DATA FOR PROCESSING Block Start
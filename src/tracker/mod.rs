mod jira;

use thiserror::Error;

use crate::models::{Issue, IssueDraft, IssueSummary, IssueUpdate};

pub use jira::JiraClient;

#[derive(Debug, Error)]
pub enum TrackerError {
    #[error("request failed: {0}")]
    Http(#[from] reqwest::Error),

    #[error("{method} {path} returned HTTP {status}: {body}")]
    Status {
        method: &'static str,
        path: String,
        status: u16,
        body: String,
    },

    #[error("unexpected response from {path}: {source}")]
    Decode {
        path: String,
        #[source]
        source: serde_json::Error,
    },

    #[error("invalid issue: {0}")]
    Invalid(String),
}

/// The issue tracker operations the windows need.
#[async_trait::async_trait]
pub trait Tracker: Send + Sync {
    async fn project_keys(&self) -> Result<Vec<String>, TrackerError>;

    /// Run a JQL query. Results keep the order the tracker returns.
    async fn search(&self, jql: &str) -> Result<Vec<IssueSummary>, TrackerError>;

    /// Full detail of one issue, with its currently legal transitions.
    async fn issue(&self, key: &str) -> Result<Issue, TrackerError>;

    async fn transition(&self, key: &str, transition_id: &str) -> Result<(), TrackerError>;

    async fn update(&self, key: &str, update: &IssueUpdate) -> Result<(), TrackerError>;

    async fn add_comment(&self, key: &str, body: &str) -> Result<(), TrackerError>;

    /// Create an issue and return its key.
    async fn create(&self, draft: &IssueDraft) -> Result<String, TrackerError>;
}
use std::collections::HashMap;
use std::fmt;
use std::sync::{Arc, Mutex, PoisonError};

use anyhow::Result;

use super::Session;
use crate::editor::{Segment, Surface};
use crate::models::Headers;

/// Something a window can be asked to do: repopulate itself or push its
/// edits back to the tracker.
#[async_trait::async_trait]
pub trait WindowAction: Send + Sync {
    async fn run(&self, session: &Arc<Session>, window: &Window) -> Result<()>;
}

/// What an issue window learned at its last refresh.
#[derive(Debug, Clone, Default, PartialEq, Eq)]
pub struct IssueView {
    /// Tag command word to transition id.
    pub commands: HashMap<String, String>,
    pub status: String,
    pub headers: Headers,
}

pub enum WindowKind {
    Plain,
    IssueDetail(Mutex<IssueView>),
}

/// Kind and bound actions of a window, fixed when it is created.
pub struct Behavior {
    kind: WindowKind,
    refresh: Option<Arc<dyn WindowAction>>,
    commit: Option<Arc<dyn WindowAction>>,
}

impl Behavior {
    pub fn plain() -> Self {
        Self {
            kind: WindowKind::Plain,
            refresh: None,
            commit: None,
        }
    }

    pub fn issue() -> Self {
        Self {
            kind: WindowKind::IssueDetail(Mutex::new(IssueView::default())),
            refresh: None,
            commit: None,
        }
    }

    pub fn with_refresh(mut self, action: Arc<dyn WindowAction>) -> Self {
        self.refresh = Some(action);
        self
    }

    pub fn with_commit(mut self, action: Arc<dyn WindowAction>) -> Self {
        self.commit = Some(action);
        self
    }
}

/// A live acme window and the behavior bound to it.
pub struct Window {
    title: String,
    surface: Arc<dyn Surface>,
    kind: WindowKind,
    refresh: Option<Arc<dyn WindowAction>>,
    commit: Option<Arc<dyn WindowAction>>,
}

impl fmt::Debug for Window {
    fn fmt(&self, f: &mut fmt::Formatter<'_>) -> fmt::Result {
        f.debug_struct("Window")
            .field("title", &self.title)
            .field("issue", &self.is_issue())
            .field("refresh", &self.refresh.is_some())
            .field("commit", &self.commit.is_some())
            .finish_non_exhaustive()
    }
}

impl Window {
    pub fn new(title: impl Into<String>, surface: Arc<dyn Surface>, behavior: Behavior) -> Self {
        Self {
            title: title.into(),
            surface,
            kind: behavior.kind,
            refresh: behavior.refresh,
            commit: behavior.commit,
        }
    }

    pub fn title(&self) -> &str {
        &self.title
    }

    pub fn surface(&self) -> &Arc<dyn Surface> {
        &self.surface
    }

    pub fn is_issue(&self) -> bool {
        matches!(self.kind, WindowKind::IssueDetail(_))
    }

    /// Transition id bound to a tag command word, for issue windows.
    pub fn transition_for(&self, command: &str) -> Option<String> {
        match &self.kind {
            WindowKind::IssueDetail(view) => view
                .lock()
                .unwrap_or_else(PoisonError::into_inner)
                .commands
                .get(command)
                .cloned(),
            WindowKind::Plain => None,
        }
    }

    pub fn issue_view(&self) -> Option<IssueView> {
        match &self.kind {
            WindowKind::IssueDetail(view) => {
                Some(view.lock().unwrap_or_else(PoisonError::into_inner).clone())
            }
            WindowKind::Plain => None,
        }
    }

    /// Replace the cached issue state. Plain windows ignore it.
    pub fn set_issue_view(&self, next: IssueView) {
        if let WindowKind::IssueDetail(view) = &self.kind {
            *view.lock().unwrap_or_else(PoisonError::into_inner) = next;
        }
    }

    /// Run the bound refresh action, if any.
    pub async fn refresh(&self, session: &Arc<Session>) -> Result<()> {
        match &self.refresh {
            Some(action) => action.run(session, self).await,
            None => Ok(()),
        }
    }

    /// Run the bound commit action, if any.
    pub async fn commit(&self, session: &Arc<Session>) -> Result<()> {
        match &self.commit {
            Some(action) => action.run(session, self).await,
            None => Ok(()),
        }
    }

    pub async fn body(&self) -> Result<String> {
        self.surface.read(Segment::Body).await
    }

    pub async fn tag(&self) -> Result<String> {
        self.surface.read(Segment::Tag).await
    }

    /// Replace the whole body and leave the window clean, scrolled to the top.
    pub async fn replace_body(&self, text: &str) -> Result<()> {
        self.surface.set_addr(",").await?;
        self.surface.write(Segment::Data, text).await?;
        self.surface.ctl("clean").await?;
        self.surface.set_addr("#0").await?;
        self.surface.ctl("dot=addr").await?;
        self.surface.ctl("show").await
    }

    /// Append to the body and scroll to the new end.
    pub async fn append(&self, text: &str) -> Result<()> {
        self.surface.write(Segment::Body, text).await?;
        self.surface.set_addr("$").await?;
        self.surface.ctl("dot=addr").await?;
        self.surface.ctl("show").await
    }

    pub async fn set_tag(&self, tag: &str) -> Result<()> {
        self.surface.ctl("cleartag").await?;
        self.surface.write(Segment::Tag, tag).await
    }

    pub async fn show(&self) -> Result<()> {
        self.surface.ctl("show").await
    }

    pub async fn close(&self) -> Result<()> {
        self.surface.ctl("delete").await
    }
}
DATA FOR PROCESSING Block End
Return, exactly as they stand, the lines from the start of the records above through the line with "the windows need.", both ends included, and no other lines.

§ ANSWER FOR THIS EXERCISE
filename src/tracker/mod.rs
mod jira;

use thiserror::Error;

use crate::models::{Issue, IssueDraft, IssueSummary, IssueUpdate};

pub use jira::JiraClient;

#[derive(Debug, Error)]
pub enum TrackerError {
    #[error("request failed: {0}")]
    Http(#[from] reqwest::Error),

    #[error("{method} {path} returned HTTP {status}: {body}")]
    Status {
        method: &'static str,
        path: String,
        status: u16,
        body: String,
    },

    #[error("unexpected response from {path}: {source}")]
    Decode {
        path: String,
        #[source]
        source: serde_json::Error,
    },

    #[error("invalid issue: {0}")]
    Invalid(String),
}

/// The issue tracker operations the windows need.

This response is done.